(Collected data)

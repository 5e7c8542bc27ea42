//! Padding and fixed frame geometry.

use serde::{Deserialize, Serialize};

/// Padding specification for all four sides.
#[derive(Debug, Clone, Copy, Default, PartialEq, Eq, Hash, Serialize, Deserialize)]
#[serde(default)]
pub struct Padding {
    /// Top padding in points.
    pub top: u16,
    /// Right padding in points.
    pub right: u16,
    /// Bottom padding in points.
    pub bottom: u16,
    /// Left padding in points.
    pub left: u16,
}

impl Padding {
    /// Create symmetric padding (horizontal and vertical).
    pub const fn symmetric(h: u16, v: u16) -> Self {
        Self {
            top: v,
            right: h,
            bottom: v,
            left: h,
        }
    }

    /// Create padding with individual side values.
    pub const fn new(top: u16, right: u16, bottom: u16, left: u16) -> Self {
        Self {
            top,
            right,
            bottom,
            left,
        }
    }
}

/// A fixed button frame mandated by a skin, in points.
#[derive(Debug, Clone, Copy, PartialEq, Eq, Hash, Serialize, Deserialize)]
pub struct FrameSize {
    pub width: u16,
    pub height: u16,
}

impl FrameSize {
    pub const fn new(width: u16, height: u16) -> Self {
        Self { width, height }
    }
}
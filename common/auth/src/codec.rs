use std::sync::Arc;

use jsonwebtoken::errors::{Error as JwtError, ErrorKind};
use jsonwebtoken::{decode, encode, DecodingKey, EncodingKey, Header, Validation};
use tracing::debug;

use crate::claims::{Principal, TokenClaims};
use crate::clock::{Clock, SystemClock};
use crate::config::TokenPolicy;
use crate::error::{AuthError, AuthResult, TokenRejection};

/// Issues and verifies signed tokens. Holds no keys of its own: every call
/// names the policy it signs or verifies under.
#[derive(Clone)]
pub struct TokenCodec {
    clock: Arc<dyn Clock>,
}

impl Default for TokenCodec {
    fn default() -> Self {
        Self::new(Arc::new(SystemClock))
    }
}

impl TokenCodec {
    pub fn new(clock: Arc<dyn Clock>) -> Self {
        Self { clock }
    }

    pub fn issue(&self, principal: &Principal, policy: &TokenPolicy) -> AuthResult<String> {
        let issued_at = self.clock.now().timestamp();
        let expires_at = issued_at.checked_add(policy.ttl_seconds()).ok_or_else(|| {
            AuthError::InvalidPolicy(format!(
                "{} token expiry overflows",
                policy.class().as_str()
            ))
        })?;
        let claims = TokenClaims {
            principal: principal.clone(),
            iat: issued_at,
            exp: expires_at,
        };

        let header = Header::new(policy.algorithm());
        encode(&header, &claims, &EncodingKey::from_secret(policy.secret()))
            .map_err(|err| AuthError::Signing(err.to_string()))
    }

    /// Accepts the token only if the signature checks out under `policy` and
    /// the codec's clock is strictly before the embedded expiry.
    pub fn verify(&self, token: &str, policy: &TokenPolicy) -> Result<Principal, TokenRejection> {
        let mut validation = Validation::new(policy.algorithm());
        validation.leeway = 0;
        // Expiry is compared against our own clock below.
        validation.validate_exp = false;
        validation.set_required_spec_claims(&["exp"]);

        let data = decode::<TokenClaims>(
            token,
            &DecodingKey::from_secret(policy.secret()),
            &validation,
        )
        .map_err(|err| classify(&err))?;

        if self.clock.now().timestamp() >= data.claims.exp {
            return Err(TokenRejection::Expired);
        }

        debug!(class = policy.class().as_str(), subject = %data.claims.principal.id, "verified token");
        Ok(data.claims.principal)
    }

    /// Reads the claims without checking signature or expiry. Never use the
    /// result to grant access.
    pub fn decode_unchecked(&self, token: &str, policy: &TokenPolicy) -> Option<Principal> {
        let mut validation = Validation::new(policy.algorithm());
        validation.insecure_disable_signature_validation();
        validation.validate_exp = false;
        validation.required_spec_claims.clear();

        decode::<TokenClaims>(
            token,
            &DecodingKey::from_secret(policy.secret()),
            &validation,
        )
        .ok()
        .map(|data| data.claims.principal)
    }
}

fn classify(err: &JwtError) -> TokenRejection {
    match err.kind() {
        ErrorKind::InvalidSignature | ErrorKind::InvalidAlgorithm => TokenRejection::BadSignature,
        ErrorKind::ExpiredSignature => TokenRejection::Expired,
        _ => TokenRejection::Malformed,
    }
}
use anyhow::Result;
use axum::body::Body;
use axum::http::{header, HeaderValue, StatusCode};
use axum::response::Response;
use prometheus::{Encoder, IntCounterVec, Opts, Registry, TextEncoder};

#[derive(Clone)]
pub struct AuthMetrics {
    registry: Registry,
    login_attempts: IntCounterVec,
    token_refreshes: IntCounterVec,
}

impl AuthMetrics {
    pub fn new() -> Result<Self> {
        let registry = Registry::new();

        let login_attempts = IntCounterVec::new(
            Opts::new(
                "auth_login_attempts_total",
                "Count of login attempts grouped by outcome",
            ),
            &["outcome"],
        )?;
        registry.register(Box::new(login_attempts.clone()))?;

        let token_refreshes = IntCounterVec::new(
            Opts::new(
                "auth_token_refresh_total",
                "Count of access token renewals grouped by outcome",
            ),
            &["outcome"],
        )?;
        registry.register(Box::new(token_refreshes.clone()))?;

        Ok(Self {
            registry,
            login_attempts,
            token_refreshes,
        })
    }

    pub fn login_attempt(&self, outcome: &str) {
        self.login_attempts.with_label_values(&[outcome]).inc();
    }

    pub fn token_refresh(&self, outcome: &str) {
        self.token_refreshes.with_label_values(&[outcome]).inc();
    }

    pub fn render(&self) -> Result<Response> {
        let encoder = TextEncoder::new();
        let metric_families = self.registry.gather();
        let mut buffer = Vec::new();
        encoder.encode(&metric_families, &mut buffer)?;
        let response = Response::builder()
            .status(StatusCode::OK)
            .header(
                header::CONTENT_TYPE,
                HeaderValue::from_static("text/plain; version=0.0.4"),
            )
            .body(Body::from(buffer))?;
        Ok(response)
    }
}

#[cfg(test)]
mod tests {
    use super::*;

    #[test]
    fn counters_show_up_in_exposition() {
        let metrics = AuthMetrics::new().expect("registry");
        metrics.login_attempt("success");
        metrics.login_attempt("invalid_credentials");
        metrics.token_refresh("rejected");

        let text = prometheus::TextEncoder::new()
            .encode_to_string(&metrics.registry.gather())
            .expect("encode");
        assert!(text.contains("auth_login_attempts_total{outcome=\"success\"} 1"));
        assert!(text.contains("auth_token_refresh_total{outcome=\"rejected\"} 1"));
    }
}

*Problem to solve*: Look over the entries above. Copy every line that contains the word "JwtError".

*Exercise result*:
use jsonwebtoken::errors::{Error as JwtError, ErrorKind};
fn classify(err: &JwtError) -> TokenRejection {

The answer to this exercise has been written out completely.